Abstract Background Postoperative biliary strictures are commonly related to accidental bile duct injuries or occur at the site of biliary anastomosis. The first-line treatment for benign biliary strictures is endoscopic therapy, which is less invasive and repeatable. However, recanalization for biliary complete obstruction is technically challenging to treat. The present report describes a successful case of treatment by extraluminal recanalization for postoperative biliary obstruction using a transseptal needle. Case presentation A 66-year-old woman had undergone caudal lobectomy for the treatment of hepatocellular carcinoma.

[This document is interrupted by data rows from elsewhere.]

impl TypeArena {
    pub fn new() -> Self {
        Self::default()
    }

    /// Insert a resolved type, returning its handle.
    pub fn insert(&mut self, ty: ResolvedType) -> TypeHandle {
        let idx = self.types.len() as u32;
        self.types.push(ty);
        TypeHandle(idx)
    }

    pub fn get(&self, handle: TypeHandle) -> &ResolvedType {
        &self.types[handle.0 as usize]
    }

    /// Overwrite the type stored at `handle` in place. Every existing
    /// handle into this arena keeps pointing at the same slot, so this is
    /// how a [`crate::parser::resolver::LibraryFileResolver`] lookup
    /// patches an unresolved [`ResolvedType::Reference`] after the fact
    /// without having to rewrite every `FunctionShape`/`PropertyType` that
    /// already captured the old handle.
    pub fn patch(&mut self, handle: TypeHandle, ty: ResolvedType) {
        self.types[handle.0 as usize] = ty;
    }

    /// Every `(handle, name)` pair still sitting at an unresolved
    /// [`ResolvedType::Reference`] — candidates for library-file
    /// resolution (spec §4.1 step 1).
    pub fn unresolved_references(&self) -> Vec<(TypeHandle, String)> {
        self.types
            .iter()
            .enumerate()
            .filter_map(|(i, ty)| match ty {
                ResolvedType::Reference(name) => Some((TypeHandle(i as u32), name.clone())),
                _ => None,
            })
            .collect()
    }

    /// `members-of(type)` from spec §6.
    pub fn members_of(&self, handle: TypeHandle) -> &[PropertyType] {
        match self.get(handle) {
            ResolvedType::Object(props) => props,
            _ => &[],
        }
    }

    /// `call-signatures-of(type)` from spec §6, restricted to the single
    /// function shape this model supports.
    pub fn call_signature_of(&self, handle: TypeHandle) -> Option<(&[TypeHandle], TypeHandle)> {
        match self.get(handle) {
            ResolvedType::Function { params, return_type } => Some((params, *return_type)),
            _ => None,
        }
    }

    /// `type-to-string(type)` from spec §6 — used only for widening /
    /// narrowing diagnostics, never for equality (normalized signatures
    /// own that job).
    pub fn type_to_string(&self, handle: TypeHandle) -> String {
        let mut out = String::new();
        self.render(handle, &mut out);
        out
    }

    fn render(&self, handle: TypeHandle, out: &mut String) {
        match self.get(handle) {
            ResolvedType::Top => out.push_str("unknown"),
            ResolvedType::Never => out.push_str("never"),
            ResolvedType::Primitive(p) => out.push_str(primitive_name(*p)),
            ResolvedType::Literal(LiteralValue::String(s)) => {
                let _ = write!(out, "\"{}\"", s);
            }
            ResolvedType::Literal(LiteralValue::Number(n)) => out.push_str(n),
            ResolvedType::Literal(LiteralValue::Boolean(b)) => {
                out.push_str(if *b { "true" } else { "false" })
            }
            ResolvedType::Union(members) => {
                let mut rendered: Vec<String> =
                    members.iter().map(|m| self.type_to_string(*m)).collect();
                rendered.sort();
                out.push_str(&rendered.join(" | "));
            }
            ResolvedType::Intersection(members) => {
                let mut rendered: Vec<String> =
                    members.iter().map(|m| self.type_to_string(*m)).collect();
                rendered.sort();
                out.push_str(&rendered.join(" & "));
            }
            ResolvedType::Array(elem) => {
                let inner = self.type_to_string(*elem);
                let _ = write!(out, "{}[]", inner);
            }
            ResolvedType::Tuple(elems) => {
                out.push('[');
                for (i, e) in elems.iter().enumerate() {
                    if i > 0 {
                        out.push_str(", ");
                    }
                    out.push_str(&self.type_to_string(*e));
                }
                out.push(']');
            }
            ResolvedType::Object(props) => {
                let mut names: Vec<&PropertyType> = props.iter().collect();
                names.sort_by(|a, b| a.name.cmp(&b.name));
                out.push('{');
                for (i, p) in names.iter().enumerate() {
                    if i > 0 {
                        out.push_str("; ");
                    }
                    let opt = if p.optional { "?" } else { "" };
                    let ro = if p.readonly { "readonly " } else { "" };
                    let _ = write!(out, "{}{}{}: {}", ro, p.name, opt, self.type_to_string(p.ty));
                }
                out.push('}');
            }
            ResolvedType::Function { params, return_type } => {
                out.push('(');
                for (i, p) in params.iter().enumerate() {
                    if i > 0 {
                        out.push_str(", ");
                    }
                    let _ = write!(out, "arg{}: {}", i, self.type_to_string(*p));
                }
                let _ = write!(out, ") => {}", self.type_to_string(*return_type));
            }
            ResolvedType::Reference(name) => out.push_str(name),
        }
    }

    /// Deep-copy the type graph rooted at `handle` from `other` into
    /// `self`, returning the corresponding local handle.
    ///
    /// `TypeHandle`s are only meaningful relative to the arena that
    /// produced them (spec §3 "Lifetimes"), so comparing a type from the
    /// old snapshot against one from the new snapshot requires importing
    /// both into one shared arena first — the differ does this once per
    /// comparison, not once per symbol, to keep it cheap.
    pub fn import(&mut self, other: &TypeArena, handle: TypeHandle) -> TypeHandle {
        if handle == TOP {
            return TOP;
        }
        if handle == NEVER {
            return NEVER;
        }
        match other.get(handle).clone() {
            ResolvedType::Top => TOP,
            ResolvedType::Never => NEVER,
            ResolvedType::Primitive(p) => self.insert(ResolvedType::Primitive(p)),
            ResolvedType::Literal(l) => self.insert(ResolvedType::Literal(l)),
            ResolvedType::Union(members) => {
                let imported: Vec<TypeHandle> = members.iter().map(|m| self.import(other, *m)).collect();
                self.insert(ResolvedType::Union(imported))
            }
            ResolvedType::Intersection(members) => {
                let imported: Vec<TypeHandle> = members.iter().map(|m| self.import(other, *m)).collect();
                self.insert(ResolvedType::Intersection(imported))
            }
            ResolvedType::Array(elem) => {
                let imported = self.import(other, elem);
                self.insert(ResolvedType::Array(imported))
            }
            ResolvedType::Tuple(elems) => {
                let imported: Vec<TypeHandle> = elems.iter().map(|e| self.import(other, *e)).collect();
                self.insert(ResolvedType::Tuple(imported))
            }
            ResolvedType::Object(props) => {
                let imported: Vec<PropertyType> = props
                    .iter()
                    .map(|p| PropertyType {
                        name: p.name.clone(),
                        ty: self.import(other, p.ty),
                        optional: p.optional,
                        readonly: p.readonly,
                    })
                    .collect();
                self.insert(ResolvedType::Object(imported))
            }
            ResolvedType::Function { params, return_type } => {
                let imported_params: Vec<TypeHandle> =
                    params.iter().map(|p| self.import(other, *p)).collect();
                let imported_ret = self.import(other, return_type);
                self.insert(ResolvedType::Function {
                    params: imported_params,
                    return_type: imported_ret,
                })
            }
            ResolvedType::Reference(name) => self.insert(ResolvedType::Reference(name)),
        }
    }

    /// `is-subtype(a, b)` from spec §6: is `a` assignable to `b`?
    ///
    /// Returns `Err` when the question cannot be answered structurally —
    /// currently only when either side is an unresolved [`ResolvedType::
    /// Reference`] whose name doesn't match the other side. Per spec
    /// §4.3, the differ must catch this and fall back to a conservative
    /// classification; it is not this oracle's job to guess.
    pub fn is_subtype(&self, a: TypeHandle, b: TypeHandle) -> Result<bool, OracleError> {
        if a == b {
            return Ok(true);
        }
        let ra = self.get(a);
        let rb = self.get(b);

        // The opaque top type is bidirectionally assignable (§9 Open
        // Question 2): unresolved built-ins never block a comparison.
        if matches!(ra, ResolvedType::Top) || matches!(rb, ResolvedType::Top) {
            return Ok(true);
        }
        if matches!(ra, ResolvedType::Never) {
            return Ok(true);
        }
        if matches!(rb, ResolvedType::Never) {
            return Ok(matches!(ra, ResolvedType::Never));
        }

        match (ra, rb) {
            (ResolvedType::Union(members), _) => {
                self.all_subtype(members, b)
            }
            (_, ResolvedType::Union(members)) => self.any_subtype(a, members),
            (ResolvedType::Intersection(members), _) => self.any_subtype_of_members(members, b),
            (_, ResolvedType::Intersection(members)) => self.all_subtype_target(a, members),
            (ResolvedType::Literal(lit), ResolvedType::Primitive(p)) => {
                Ok(literal_matches_primitive(lit, *p))
            }
            (ResolvedType::Primitive(pa), ResolvedType::Primitive(pb)) => Ok(pa == pb),
            (ResolvedType::Literal(la), ResolvedType::Literal(lb)) => Ok(la == lb),
            (ResolvedType::Array(ea), ResolvedType::Array(eb)) => self.is_subtype(*ea, *eb),
            (ResolvedType::Tuple(ta), ResolvedType::Tuple(tb)) => {
                if ta.len() != tb.len() {
                    return Ok(false);
                }
                for (ea, eb) in ta.iter().zip(tb.iter()) {
                    if !self.is_subtype(*ea, *eb)? {
                        return Ok(false);
                    }
                }
                Ok(true)
            }
            (ResolvedType::Object(pa), ResolvedType::Object(pb)) => self.object_subtype(pa, pb),
            (
                ResolvedType::Function { params: pa, return_type: ra },
                ResolvedType::Function { params: pb, return_type: rb },
            ) => self.function_subtype(pa, *ra, pb, *rb),
            (ResolvedType::Reference(na), ResolvedType::Reference(nb)) => {
                if na == nb {
                    Ok(true)
                } else {
                    Err(OracleError::Unresolved(format!("{na} vs {nb}")))
                }
            }
            (ResolvedType::Reference(n), _) | (_, ResolvedType::Reference(n)) => {
                Err(OracleError::Unresolved(n.clone()))
            }
            _ => Ok(false),
        }
    }

    fn all_subtype(&self, members: &[TypeHandle], b: TypeHandle) -> Result<bool, OracleError> {
        for m in members {
            if !self.is_subtype(*m, b)? {
                return Ok(false);
            }
        }
        Ok(true)
    }

    fn any_subtype(&self, a: TypeHandle, members: &[TypeHandle]) -> Result<bool, OracleError> {
        for m in members {
            if self.is_subtype(a, *m)? {
                return Ok(true);
            }
        }
        Ok(false)
    }

    fn any_subtype_of_members(
        &self,
        members: &[TypeHandle],
        b: TypeHandle,
    ) -> Result<bool, OracleError> {
        for m in members {
            if self.is_subtype(*m, b)? {
                return Ok(true);
            }
        }
        Ok(false)
    }

    fn all_subtype_target(&self, a: TypeHandle, members: &[TypeHandle]) -> Result<bool, OracleError> {
        for m in members {
            if !self.is_subtype(a, *m)? {
                return Ok(false);
            }
        }
        Ok(true)
    }

    fn object_subtype(&self, pa: &[PropertyType], pb: &[PropertyType]) -> Result<bool, OracleError> {
        for prop_b in pb {
            match pa.iter().find(|p| p.name == prop_b.name) {
                None => {
                    if !prop_b.optional {
                        return Ok(false);
                    }
                }
                Some(prop_a) => {
                    if prop_b.optional {
                        // fine either way
                    } else if prop_a.optional {
                        // a promises less certainty than b requires
                        return Ok(false);
                    }
                    if !self.is_subtype(prop_a.ty, prop_b.ty)? {
                        return Ok(false);
                    }
                }
            }
        }
        Ok(true)
    }

    fn function_subtype(
        &self,
        pa: &[TypeHandle],
        ra: TypeHandle,
        pb: &[TypeHandle],
        rb: TypeHandle,
    ) -> Result<bool, OracleError> {
        if pa.len() != pb.len() {
            return Ok(false);
        }
        // Parameters are contravariant.
        for (a_param, b_param) in pa.iter().zip(pb.iter()) {
            if !self.is_subtype(*b_param, *a_param)? {
                return Ok(false);
            }
        }
        // Return type is covariant.
        self.is_subtype(ra, rb)
    }
}
//! Pluggable release-impact policy: the mapping from a structural
//! [`AnalyzedChange`] to a [`ReleaseType`].
//!
//! Kept as a trait object (`&dyn Policy`) rather than a single hardcoded
//! function because not every consumer has the same semver contract — a
//! read-only accessor library and a write-heavy configuration builder
//! disagree on how severe an added required parameter is. [`builtin`]
//! ships the three policies this crate knows about; a host can implement
//! [`Policy`] itself for anything stricter or looser.

pub mod builtin;

use crate::types::{AnalyzedChange, ReleaseType, SymbolMetadata};

/// Extra context a [`Policy`] can use beyond the single change it was
/// handed (spec §4.4): the full changeset the current change was drawn
/// from, this change's position in it, and the named symbol's metadata on
/// both sides. A policy that only needs the change itself — every
/// built-in does — ignores all four fields.
#[derive(Clone, Copy, Debug, Default)]
pub struct PolicyContext<'a> {
    pub changes: &'a [AnalyzedChange],
    pub index: usize,
    pub old_metadata: Option<&'a SymbolMetadata>,
    pub new_metadata: Option<&'a SymbolMetadata>,
}

impl<'a> PolicyContext<'a> {
    /// The change this context was built for (`changes[index]`).
    pub fn current(&self) -> Option<&'a AnalyzedChange> {
        self.changes.get(self.index)
    }
}

/// Maps one structural change to a release-impact classification.
pub trait Policy {
    fn classify(&self, change: &AnalyzedChange, ctx: &PolicyContext<'_>) -> ReleaseType;
}

#[cfg(test)]
pub(crate) fn test_change(category: crate::types::ChangeCategory) -> AnalyzedChange {
    AnalyzedChange {
        symbol_name: "f".to_string(),
        symbol_kind: crate::types::SymbolKind::Function,
        category,
        explanation: String::new(),
        before: None,
        after: None,
        details: None,
    }
}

The posterior segmental branch of the bile duct was injured and repaired intraoperatively. Three months after the surgery, the patient had developed biliary leakage from the right hepatic bile duct, resulting in complete biliary obstruction. Since intraluminal recanalization with conventional endoscopic and percutaneous approaches with a guidewire failed, extraluminal recanalization using a transseptal needle with an internal lumen via percutaneous approach was performed under fluoroscopic guidance. The left lateral inferior segmental duct was punctured, and an 8-F transseptal sheath was introduced into the ostium of right hepatic duct. A transseptal needle was advanced, and the right hepatic duct was punctured by targeting an inflated balloon that was placed at the end of the obstructed right hepatic bile duct. After confirming successful puncture using contrast agent injected through the internal lumen of the needle, a 0.014-in. guidewire was advanced into the right hepatic duct. Finally, an 8.5-F internal–external biliary drainage tube was successfully placed without complications. One month after the procedure, the drainage tube was replaced with a 10.2-F drainage tube to dilate the created tract. Subsequent endoscopic internalization was performed 5 months after the procedure. At the 1-year follow-up examination, there was no sign of biliary obstruction and recurrence of hepatocellular carcinoma. Conclusions Recanalization using a transseptal needle can be an alternative technique for rigid biliary obstruction when conventional techniques fail.